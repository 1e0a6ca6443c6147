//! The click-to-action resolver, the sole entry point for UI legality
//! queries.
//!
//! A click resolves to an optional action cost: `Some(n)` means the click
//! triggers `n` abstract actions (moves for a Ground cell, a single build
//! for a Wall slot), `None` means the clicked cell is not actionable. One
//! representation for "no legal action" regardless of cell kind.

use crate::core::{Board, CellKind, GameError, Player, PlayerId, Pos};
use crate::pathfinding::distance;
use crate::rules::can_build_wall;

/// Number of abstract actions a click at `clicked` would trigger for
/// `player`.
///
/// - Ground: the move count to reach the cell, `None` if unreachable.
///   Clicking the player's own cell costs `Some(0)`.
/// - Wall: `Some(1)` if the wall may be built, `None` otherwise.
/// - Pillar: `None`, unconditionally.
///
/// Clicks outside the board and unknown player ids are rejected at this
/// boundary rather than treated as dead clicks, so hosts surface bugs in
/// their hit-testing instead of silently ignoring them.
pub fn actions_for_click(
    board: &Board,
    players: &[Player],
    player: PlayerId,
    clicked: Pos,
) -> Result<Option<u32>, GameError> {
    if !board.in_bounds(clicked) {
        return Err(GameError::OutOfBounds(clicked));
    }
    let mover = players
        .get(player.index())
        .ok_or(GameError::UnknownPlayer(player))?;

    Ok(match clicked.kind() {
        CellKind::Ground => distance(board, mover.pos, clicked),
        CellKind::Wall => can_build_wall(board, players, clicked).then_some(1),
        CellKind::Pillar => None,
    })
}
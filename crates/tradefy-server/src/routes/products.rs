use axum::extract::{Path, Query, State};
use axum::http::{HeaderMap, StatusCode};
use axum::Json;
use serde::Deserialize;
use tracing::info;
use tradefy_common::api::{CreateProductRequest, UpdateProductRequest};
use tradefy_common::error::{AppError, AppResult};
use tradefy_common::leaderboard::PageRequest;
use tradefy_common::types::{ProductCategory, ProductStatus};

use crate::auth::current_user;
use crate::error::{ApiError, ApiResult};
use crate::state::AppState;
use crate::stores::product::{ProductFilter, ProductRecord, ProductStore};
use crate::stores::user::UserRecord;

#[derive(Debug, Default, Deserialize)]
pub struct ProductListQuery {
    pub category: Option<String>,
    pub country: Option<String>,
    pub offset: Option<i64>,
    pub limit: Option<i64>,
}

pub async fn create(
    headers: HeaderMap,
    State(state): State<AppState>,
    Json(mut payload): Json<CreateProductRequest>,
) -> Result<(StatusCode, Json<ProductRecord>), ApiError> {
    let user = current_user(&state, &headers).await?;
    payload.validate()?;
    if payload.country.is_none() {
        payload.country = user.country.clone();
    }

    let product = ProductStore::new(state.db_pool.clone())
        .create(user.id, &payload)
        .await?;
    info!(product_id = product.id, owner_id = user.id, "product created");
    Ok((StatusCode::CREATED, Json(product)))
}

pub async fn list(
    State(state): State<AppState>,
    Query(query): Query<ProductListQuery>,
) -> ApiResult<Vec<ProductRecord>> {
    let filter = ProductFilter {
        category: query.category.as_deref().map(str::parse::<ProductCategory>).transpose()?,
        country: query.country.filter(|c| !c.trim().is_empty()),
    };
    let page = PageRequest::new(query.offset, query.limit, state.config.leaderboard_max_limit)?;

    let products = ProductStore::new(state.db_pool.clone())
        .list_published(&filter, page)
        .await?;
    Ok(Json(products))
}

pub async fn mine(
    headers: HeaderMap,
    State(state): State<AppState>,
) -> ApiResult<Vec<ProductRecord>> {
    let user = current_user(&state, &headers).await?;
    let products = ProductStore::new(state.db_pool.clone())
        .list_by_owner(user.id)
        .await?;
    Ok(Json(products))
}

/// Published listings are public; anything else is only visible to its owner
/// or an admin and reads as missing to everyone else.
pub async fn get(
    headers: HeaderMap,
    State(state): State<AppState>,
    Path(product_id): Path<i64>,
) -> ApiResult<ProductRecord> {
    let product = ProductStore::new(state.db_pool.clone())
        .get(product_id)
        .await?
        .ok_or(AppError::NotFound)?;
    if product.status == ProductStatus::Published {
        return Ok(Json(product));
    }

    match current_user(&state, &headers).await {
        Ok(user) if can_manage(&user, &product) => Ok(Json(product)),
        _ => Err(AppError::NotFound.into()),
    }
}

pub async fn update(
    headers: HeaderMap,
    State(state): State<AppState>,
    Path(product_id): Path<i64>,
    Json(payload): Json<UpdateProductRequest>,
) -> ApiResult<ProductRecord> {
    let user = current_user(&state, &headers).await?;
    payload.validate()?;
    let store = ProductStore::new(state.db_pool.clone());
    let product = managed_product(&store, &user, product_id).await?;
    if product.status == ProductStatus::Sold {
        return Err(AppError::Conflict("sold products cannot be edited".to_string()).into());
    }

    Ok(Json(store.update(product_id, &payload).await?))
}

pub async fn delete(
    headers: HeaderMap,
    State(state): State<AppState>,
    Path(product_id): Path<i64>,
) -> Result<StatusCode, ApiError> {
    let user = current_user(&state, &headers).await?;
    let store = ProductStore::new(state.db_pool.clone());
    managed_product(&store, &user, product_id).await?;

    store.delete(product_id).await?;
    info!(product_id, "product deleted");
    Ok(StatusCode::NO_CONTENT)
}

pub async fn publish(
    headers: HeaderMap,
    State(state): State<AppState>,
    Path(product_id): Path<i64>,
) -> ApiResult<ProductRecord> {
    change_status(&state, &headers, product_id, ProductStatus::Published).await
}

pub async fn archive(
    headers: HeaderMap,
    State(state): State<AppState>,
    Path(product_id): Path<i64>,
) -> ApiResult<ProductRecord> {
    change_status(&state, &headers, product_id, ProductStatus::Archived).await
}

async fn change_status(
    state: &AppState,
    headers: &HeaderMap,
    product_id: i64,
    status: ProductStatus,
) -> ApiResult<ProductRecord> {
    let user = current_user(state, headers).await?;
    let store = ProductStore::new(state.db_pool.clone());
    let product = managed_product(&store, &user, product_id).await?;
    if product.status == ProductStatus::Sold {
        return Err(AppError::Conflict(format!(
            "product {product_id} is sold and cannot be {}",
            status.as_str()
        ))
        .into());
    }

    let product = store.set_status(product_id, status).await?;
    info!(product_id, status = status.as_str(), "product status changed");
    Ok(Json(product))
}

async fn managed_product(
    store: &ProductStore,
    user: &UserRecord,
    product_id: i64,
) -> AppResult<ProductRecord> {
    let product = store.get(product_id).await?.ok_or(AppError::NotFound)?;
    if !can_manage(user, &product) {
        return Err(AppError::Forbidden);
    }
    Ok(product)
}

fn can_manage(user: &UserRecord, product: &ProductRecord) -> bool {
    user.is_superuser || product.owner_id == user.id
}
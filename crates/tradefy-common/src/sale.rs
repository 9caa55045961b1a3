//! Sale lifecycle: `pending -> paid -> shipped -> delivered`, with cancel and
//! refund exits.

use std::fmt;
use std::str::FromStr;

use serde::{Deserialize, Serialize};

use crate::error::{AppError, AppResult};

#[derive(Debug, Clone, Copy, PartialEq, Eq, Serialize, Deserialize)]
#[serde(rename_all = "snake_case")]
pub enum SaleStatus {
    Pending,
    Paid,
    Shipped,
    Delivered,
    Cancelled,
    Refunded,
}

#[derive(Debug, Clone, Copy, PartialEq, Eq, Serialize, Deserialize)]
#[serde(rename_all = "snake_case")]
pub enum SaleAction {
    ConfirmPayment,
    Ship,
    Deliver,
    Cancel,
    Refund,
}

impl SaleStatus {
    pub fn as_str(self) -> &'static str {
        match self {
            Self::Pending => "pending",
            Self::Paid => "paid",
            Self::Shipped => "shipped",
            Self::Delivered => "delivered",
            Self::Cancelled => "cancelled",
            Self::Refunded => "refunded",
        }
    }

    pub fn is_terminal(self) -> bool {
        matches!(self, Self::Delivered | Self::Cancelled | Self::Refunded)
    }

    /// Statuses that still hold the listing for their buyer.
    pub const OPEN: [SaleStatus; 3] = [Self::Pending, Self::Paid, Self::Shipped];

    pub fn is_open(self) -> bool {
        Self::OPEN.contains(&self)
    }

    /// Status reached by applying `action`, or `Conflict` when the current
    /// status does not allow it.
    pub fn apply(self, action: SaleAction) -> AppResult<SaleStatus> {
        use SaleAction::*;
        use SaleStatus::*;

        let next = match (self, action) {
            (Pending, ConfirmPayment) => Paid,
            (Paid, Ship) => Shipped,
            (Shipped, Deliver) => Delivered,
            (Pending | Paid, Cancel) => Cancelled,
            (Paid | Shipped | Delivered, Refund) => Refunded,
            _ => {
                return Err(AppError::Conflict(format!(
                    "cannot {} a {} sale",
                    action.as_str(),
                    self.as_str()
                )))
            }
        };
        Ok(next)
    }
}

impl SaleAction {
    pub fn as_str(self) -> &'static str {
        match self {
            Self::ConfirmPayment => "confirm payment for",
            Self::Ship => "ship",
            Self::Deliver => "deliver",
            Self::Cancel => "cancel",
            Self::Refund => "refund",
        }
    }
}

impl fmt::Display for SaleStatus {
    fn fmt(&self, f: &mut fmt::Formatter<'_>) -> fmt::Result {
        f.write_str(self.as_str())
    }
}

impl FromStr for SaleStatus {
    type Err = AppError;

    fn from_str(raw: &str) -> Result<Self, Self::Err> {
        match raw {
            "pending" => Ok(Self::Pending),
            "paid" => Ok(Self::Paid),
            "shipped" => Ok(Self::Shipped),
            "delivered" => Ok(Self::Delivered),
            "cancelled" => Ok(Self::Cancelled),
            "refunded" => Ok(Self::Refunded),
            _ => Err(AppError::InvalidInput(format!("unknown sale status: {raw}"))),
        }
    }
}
------------------------------------------------------------------------
**Assignment**:
Output the listing verbatim through the "Clicking the player's" line.

**Exercise result**:
repository 1e0a6ca6443c6147
//! The click-to-action resolver, the sole entry point for UI legality
//! queries.
//!
//! A click resolves to an optional action cost: `Some(n)` means the click
//! triggers `n` abstract actions (moves for a Ground cell, a single build
//! for a Wall slot), `None` means the clicked cell is not actionable. One
//! representation for "no legal action" regardless of cell kind.

use crate::core::{Board, CellKind, GameError, Player, PlayerId, Pos};
use crate::pathfinding::distance;
use crate::rules::can_build_wall;

/// Number of abstract actions a click at `clicked` would trigger for
/// `player`.
///
/// - Ground: the move count to reach the cell, `None` if unreachable.
///   Clicking the player's own cell costs `Some(0)`.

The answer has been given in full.